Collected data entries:

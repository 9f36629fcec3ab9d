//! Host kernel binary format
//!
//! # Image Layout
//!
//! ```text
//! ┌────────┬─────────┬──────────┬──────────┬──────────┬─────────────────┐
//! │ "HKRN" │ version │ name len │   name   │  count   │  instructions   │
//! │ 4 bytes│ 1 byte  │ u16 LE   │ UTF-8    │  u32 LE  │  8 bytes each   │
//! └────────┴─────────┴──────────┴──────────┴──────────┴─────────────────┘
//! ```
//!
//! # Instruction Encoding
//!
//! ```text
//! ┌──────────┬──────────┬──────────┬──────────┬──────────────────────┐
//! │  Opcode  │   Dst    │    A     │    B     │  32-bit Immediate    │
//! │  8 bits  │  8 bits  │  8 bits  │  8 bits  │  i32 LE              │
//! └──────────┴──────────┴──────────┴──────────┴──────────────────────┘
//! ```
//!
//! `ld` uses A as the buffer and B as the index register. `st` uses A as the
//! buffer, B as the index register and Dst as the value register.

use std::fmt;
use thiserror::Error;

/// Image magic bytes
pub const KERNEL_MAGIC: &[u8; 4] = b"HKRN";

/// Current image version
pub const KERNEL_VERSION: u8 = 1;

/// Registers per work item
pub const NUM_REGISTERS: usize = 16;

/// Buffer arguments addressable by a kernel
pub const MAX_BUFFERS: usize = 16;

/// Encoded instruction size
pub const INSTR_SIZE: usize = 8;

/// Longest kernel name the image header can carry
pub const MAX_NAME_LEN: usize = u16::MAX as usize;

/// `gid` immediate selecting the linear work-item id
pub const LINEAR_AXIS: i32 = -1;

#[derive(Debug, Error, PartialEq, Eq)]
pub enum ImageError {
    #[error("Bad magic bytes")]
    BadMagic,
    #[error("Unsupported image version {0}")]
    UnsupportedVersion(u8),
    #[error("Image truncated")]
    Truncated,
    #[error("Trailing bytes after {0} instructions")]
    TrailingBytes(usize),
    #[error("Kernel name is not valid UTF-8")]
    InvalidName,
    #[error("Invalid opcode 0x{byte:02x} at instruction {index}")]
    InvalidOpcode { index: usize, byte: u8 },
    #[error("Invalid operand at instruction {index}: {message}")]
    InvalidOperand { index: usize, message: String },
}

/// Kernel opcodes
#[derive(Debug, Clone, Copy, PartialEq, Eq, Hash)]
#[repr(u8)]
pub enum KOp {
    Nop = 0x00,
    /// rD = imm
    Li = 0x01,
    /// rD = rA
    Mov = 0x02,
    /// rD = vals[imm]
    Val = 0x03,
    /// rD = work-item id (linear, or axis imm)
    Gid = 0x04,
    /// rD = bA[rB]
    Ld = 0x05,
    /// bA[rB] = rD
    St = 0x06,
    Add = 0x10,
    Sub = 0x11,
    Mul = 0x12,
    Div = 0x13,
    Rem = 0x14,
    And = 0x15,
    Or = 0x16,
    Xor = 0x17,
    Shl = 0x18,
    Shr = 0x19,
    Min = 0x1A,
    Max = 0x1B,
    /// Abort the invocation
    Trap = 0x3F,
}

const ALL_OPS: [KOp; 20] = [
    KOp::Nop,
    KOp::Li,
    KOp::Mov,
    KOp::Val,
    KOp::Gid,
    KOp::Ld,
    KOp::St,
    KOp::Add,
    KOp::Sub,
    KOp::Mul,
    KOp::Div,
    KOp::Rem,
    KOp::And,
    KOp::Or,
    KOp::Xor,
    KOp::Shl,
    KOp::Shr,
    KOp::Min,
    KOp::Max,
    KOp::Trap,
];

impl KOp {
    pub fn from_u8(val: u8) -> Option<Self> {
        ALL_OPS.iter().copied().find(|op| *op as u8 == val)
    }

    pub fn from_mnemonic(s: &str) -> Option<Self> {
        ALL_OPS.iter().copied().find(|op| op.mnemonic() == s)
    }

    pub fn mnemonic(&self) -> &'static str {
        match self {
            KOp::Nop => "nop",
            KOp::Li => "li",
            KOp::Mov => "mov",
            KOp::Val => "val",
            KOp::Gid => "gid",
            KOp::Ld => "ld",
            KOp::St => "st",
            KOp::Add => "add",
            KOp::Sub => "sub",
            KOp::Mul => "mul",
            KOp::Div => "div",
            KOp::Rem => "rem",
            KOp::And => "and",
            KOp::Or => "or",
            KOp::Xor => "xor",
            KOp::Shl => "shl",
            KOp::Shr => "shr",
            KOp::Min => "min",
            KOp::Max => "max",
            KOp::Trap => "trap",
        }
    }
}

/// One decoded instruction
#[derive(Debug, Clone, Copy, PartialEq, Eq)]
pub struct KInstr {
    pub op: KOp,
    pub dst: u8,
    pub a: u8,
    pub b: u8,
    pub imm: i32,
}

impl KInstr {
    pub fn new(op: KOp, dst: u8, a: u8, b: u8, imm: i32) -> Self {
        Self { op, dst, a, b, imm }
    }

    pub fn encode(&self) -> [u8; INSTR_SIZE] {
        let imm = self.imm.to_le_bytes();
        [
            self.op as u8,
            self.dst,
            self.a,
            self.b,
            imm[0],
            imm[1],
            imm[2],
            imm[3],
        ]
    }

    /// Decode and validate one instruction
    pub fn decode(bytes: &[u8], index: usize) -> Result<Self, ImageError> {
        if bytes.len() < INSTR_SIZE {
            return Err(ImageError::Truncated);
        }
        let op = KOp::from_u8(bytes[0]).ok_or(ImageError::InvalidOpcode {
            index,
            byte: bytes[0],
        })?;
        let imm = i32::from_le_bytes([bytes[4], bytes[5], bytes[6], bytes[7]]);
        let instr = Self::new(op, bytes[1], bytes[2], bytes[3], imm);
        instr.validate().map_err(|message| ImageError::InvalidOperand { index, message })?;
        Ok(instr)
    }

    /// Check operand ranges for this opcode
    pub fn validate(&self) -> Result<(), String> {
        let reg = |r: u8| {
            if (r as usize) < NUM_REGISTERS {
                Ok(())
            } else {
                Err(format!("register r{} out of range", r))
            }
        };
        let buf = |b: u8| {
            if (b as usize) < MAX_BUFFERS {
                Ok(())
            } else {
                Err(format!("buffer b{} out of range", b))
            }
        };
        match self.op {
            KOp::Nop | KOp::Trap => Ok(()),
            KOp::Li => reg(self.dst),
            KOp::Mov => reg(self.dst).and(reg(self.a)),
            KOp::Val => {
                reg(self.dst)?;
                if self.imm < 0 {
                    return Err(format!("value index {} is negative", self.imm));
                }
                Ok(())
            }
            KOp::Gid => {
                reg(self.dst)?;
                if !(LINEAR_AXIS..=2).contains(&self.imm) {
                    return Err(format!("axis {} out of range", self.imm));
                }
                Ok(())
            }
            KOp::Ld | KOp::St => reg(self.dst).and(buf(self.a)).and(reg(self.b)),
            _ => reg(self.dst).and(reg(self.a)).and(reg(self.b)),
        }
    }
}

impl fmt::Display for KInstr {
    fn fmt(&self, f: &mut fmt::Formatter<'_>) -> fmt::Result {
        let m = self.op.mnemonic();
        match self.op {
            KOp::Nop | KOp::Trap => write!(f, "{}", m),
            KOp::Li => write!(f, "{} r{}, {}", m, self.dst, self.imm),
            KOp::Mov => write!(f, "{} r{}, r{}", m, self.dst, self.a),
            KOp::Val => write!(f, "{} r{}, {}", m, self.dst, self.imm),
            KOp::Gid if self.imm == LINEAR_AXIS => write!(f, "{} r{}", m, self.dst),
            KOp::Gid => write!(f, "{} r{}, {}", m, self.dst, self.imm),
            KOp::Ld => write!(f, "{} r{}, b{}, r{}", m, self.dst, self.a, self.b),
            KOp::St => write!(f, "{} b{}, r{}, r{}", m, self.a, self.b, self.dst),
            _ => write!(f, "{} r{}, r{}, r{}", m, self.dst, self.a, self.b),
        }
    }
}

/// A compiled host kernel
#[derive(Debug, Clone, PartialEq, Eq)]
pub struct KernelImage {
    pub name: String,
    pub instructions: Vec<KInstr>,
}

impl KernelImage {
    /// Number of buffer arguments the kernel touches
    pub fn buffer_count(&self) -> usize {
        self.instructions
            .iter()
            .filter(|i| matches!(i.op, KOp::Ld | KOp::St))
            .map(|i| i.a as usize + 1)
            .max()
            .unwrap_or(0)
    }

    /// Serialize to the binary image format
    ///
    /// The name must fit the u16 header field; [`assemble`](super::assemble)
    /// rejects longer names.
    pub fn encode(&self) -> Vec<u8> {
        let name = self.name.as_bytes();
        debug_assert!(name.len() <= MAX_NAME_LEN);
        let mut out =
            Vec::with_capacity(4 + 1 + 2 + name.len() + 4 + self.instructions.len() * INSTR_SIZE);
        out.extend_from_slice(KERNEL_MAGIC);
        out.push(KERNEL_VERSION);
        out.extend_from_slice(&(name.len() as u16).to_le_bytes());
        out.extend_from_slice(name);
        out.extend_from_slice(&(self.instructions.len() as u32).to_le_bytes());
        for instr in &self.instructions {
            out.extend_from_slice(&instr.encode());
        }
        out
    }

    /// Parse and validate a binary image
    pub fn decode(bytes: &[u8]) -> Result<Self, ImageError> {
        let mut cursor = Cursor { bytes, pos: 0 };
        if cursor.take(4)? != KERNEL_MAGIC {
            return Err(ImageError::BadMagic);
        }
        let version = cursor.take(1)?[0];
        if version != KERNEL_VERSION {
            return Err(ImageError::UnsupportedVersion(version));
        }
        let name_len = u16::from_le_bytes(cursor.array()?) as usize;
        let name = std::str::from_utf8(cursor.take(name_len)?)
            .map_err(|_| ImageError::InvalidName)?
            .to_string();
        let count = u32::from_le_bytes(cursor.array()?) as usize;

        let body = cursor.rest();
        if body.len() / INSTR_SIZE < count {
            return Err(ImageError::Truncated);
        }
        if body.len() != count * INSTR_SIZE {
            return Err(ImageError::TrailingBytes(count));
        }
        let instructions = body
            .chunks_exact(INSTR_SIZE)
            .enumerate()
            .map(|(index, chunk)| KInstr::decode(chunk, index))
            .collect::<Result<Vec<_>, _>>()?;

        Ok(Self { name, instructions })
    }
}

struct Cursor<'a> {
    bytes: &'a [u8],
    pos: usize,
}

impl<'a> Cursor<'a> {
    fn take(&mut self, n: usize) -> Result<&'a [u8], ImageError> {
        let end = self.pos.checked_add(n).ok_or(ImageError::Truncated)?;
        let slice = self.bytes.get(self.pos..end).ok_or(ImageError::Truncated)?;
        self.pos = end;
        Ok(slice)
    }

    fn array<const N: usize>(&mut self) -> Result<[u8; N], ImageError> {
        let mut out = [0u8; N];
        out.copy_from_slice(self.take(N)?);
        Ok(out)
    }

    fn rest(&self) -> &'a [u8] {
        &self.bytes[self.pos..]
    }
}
==
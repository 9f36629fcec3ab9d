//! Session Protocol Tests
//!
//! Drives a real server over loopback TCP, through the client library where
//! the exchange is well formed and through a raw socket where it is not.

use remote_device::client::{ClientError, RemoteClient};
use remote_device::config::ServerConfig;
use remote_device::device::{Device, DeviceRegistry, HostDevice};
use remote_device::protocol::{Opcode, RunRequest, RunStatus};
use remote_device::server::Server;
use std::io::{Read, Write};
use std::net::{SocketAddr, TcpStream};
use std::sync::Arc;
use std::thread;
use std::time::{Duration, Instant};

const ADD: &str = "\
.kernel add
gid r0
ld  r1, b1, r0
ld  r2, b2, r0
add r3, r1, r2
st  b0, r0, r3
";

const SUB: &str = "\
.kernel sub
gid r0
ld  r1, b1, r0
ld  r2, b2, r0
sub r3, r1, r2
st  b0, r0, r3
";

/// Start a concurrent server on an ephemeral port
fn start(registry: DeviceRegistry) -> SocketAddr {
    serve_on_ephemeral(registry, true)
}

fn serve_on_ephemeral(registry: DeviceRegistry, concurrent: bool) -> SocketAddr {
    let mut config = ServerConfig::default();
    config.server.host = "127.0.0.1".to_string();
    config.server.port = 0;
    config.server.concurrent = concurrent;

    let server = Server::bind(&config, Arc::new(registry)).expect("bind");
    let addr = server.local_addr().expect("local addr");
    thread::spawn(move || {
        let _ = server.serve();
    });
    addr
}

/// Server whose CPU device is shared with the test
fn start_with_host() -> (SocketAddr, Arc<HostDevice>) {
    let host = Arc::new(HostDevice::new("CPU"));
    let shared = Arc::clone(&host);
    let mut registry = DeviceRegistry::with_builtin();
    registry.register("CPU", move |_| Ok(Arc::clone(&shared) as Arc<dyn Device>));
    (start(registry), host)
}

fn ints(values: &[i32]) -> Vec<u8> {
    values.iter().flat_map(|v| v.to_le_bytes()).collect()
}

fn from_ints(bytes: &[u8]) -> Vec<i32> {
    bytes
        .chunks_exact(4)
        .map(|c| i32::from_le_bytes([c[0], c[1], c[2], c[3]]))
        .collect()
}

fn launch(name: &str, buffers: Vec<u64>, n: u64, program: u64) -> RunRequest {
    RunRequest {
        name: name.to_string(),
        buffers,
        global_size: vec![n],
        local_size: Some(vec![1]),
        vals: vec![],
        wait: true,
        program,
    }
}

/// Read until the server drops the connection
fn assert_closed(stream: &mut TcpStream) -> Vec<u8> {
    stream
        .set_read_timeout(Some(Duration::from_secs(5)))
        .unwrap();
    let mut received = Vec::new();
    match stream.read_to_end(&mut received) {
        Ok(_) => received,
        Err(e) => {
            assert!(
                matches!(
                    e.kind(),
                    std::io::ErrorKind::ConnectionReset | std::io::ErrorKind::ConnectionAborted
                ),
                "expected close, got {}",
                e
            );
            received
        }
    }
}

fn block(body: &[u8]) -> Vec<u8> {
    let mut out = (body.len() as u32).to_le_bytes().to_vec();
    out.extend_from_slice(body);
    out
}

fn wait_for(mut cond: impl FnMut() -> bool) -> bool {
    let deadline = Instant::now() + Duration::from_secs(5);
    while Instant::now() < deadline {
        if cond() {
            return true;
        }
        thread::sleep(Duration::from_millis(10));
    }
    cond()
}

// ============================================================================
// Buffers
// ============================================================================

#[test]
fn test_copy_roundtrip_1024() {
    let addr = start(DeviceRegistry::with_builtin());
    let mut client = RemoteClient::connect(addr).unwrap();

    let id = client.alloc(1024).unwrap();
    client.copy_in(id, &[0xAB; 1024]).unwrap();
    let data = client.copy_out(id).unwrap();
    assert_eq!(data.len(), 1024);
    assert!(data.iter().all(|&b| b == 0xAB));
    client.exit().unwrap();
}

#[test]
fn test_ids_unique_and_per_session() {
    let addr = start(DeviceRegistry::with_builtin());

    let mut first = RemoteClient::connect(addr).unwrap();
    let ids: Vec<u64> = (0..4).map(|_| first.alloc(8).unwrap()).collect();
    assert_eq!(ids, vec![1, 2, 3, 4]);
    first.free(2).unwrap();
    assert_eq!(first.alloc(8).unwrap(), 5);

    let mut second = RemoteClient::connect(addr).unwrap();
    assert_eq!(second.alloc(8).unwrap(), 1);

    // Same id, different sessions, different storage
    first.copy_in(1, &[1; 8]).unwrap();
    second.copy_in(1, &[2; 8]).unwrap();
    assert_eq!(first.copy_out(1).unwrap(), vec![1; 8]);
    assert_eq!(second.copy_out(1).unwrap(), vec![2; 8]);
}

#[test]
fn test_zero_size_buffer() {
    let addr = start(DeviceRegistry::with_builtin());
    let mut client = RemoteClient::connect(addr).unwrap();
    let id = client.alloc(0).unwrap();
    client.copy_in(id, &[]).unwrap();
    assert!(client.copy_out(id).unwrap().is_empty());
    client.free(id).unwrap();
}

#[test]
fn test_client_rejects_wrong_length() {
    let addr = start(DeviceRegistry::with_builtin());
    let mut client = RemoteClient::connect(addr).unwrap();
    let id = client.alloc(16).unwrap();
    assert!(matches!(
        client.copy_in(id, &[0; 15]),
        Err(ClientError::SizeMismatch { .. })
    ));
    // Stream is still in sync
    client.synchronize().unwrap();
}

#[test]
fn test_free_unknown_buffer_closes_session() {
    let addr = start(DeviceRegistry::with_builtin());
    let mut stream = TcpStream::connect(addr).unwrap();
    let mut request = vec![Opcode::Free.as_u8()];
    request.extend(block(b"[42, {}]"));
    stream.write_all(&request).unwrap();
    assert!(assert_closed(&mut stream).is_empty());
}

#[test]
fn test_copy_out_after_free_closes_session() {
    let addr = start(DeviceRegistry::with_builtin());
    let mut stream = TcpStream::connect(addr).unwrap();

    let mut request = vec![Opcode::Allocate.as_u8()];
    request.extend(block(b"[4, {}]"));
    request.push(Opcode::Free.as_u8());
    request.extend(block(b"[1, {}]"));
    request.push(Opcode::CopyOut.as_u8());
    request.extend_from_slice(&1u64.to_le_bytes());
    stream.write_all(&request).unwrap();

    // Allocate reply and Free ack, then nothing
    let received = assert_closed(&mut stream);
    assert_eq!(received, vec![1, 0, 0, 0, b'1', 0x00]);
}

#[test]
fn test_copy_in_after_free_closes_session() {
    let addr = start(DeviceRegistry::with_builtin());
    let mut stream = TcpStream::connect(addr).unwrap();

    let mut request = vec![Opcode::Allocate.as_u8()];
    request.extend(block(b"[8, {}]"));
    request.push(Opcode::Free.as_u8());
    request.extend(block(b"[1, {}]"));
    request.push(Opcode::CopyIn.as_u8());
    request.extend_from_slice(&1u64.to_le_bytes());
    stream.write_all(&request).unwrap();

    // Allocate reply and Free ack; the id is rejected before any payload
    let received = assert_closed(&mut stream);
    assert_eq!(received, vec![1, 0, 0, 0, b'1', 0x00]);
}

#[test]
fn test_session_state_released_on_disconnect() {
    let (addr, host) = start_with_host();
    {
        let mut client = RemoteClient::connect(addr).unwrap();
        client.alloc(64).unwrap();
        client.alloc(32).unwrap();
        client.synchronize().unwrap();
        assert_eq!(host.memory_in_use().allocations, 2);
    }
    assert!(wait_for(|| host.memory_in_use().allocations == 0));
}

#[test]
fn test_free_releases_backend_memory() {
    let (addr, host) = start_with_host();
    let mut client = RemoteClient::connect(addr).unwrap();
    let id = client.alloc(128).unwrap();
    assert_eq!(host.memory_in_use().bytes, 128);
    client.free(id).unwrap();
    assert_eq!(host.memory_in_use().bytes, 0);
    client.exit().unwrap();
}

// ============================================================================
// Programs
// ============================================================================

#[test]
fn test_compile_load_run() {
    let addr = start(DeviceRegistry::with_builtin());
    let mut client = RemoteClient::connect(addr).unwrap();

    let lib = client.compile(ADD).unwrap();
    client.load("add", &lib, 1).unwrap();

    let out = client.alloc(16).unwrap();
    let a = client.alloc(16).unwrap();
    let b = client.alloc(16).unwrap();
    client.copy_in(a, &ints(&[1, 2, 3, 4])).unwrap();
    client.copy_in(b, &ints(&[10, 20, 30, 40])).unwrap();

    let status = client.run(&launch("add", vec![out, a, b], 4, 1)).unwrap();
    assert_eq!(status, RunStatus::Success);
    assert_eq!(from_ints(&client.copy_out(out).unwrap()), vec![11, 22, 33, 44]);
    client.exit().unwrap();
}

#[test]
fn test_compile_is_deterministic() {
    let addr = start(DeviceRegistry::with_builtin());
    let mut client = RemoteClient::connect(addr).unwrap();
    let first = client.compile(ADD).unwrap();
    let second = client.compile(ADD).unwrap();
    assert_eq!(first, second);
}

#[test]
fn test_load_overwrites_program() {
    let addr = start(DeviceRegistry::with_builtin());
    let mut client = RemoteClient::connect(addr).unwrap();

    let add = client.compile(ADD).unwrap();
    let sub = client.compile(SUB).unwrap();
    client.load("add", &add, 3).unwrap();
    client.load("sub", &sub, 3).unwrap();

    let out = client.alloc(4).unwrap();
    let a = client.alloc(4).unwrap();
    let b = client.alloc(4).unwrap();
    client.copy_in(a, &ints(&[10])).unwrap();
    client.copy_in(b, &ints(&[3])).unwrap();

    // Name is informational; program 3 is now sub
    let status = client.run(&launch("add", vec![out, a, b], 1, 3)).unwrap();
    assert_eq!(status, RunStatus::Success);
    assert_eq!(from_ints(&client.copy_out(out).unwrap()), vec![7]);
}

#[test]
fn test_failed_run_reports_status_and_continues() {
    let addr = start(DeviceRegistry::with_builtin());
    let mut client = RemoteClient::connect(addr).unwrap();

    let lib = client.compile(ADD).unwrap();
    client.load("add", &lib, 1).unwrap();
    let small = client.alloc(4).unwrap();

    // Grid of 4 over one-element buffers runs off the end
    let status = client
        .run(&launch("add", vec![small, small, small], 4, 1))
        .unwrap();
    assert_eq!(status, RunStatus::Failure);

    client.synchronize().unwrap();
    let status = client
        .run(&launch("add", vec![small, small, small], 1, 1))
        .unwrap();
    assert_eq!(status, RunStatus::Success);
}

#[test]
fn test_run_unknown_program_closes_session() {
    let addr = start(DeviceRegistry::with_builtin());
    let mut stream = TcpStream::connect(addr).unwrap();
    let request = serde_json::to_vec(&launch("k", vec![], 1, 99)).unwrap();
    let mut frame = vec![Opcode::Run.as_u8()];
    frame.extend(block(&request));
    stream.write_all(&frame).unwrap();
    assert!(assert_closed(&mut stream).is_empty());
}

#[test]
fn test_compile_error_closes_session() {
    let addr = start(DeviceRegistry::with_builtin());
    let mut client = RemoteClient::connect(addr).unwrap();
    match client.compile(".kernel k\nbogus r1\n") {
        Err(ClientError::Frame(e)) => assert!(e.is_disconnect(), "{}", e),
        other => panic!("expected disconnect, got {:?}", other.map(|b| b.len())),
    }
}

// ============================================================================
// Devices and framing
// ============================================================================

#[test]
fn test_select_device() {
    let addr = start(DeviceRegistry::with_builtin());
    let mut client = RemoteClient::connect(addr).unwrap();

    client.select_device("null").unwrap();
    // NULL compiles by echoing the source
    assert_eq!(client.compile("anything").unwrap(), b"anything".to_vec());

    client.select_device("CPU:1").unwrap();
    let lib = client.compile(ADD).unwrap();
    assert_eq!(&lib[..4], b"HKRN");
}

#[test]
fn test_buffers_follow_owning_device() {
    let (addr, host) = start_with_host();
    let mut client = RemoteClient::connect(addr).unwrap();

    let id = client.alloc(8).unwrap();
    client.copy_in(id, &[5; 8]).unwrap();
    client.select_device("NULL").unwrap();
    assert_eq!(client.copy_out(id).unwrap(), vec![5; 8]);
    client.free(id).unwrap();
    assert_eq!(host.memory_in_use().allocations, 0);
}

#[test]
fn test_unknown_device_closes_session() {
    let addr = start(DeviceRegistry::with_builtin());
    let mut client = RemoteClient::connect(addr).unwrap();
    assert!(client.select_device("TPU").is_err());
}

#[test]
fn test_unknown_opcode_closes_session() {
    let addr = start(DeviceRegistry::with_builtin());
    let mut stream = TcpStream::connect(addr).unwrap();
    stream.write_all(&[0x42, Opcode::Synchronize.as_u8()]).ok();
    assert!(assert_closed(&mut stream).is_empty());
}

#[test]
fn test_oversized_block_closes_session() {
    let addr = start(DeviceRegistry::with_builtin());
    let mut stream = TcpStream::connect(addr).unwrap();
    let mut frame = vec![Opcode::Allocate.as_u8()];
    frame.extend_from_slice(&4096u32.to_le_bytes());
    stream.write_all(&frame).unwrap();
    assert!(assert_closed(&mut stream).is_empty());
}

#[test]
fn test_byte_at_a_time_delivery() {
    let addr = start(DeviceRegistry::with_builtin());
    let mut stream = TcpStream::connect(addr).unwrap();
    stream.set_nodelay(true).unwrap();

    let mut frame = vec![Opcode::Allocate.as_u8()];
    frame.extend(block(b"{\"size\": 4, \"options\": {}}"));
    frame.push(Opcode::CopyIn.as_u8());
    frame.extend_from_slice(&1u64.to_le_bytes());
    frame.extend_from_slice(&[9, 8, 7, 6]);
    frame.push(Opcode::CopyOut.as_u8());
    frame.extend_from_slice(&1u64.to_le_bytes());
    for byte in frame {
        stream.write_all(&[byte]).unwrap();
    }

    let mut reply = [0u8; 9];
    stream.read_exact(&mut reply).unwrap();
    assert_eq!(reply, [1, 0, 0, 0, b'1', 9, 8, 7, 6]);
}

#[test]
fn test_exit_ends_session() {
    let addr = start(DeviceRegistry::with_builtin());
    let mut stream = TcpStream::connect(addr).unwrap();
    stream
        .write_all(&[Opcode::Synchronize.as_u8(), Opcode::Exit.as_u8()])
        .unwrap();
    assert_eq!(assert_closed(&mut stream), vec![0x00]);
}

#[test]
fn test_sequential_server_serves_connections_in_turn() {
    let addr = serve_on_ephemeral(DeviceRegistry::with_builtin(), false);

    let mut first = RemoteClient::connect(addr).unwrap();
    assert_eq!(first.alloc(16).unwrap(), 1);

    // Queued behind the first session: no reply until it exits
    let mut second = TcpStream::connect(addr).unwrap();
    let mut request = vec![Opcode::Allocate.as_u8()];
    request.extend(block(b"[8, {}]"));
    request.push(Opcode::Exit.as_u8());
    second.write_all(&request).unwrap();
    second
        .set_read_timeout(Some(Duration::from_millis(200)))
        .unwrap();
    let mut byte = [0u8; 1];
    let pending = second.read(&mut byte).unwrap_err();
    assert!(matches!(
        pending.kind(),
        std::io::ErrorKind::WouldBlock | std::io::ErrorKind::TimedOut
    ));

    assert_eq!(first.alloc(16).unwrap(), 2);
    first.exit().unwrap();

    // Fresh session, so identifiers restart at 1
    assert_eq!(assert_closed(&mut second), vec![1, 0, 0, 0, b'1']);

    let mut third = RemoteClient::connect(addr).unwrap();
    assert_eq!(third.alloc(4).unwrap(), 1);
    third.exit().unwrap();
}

**WHAT THE EXERCISE ASKS:**
Filter the entries by the string "InvalidName" and copy each matching line.

**OUTPUT BELOW:**
    InvalidName,
            .map_err(|_| ImageError::InvalidName)?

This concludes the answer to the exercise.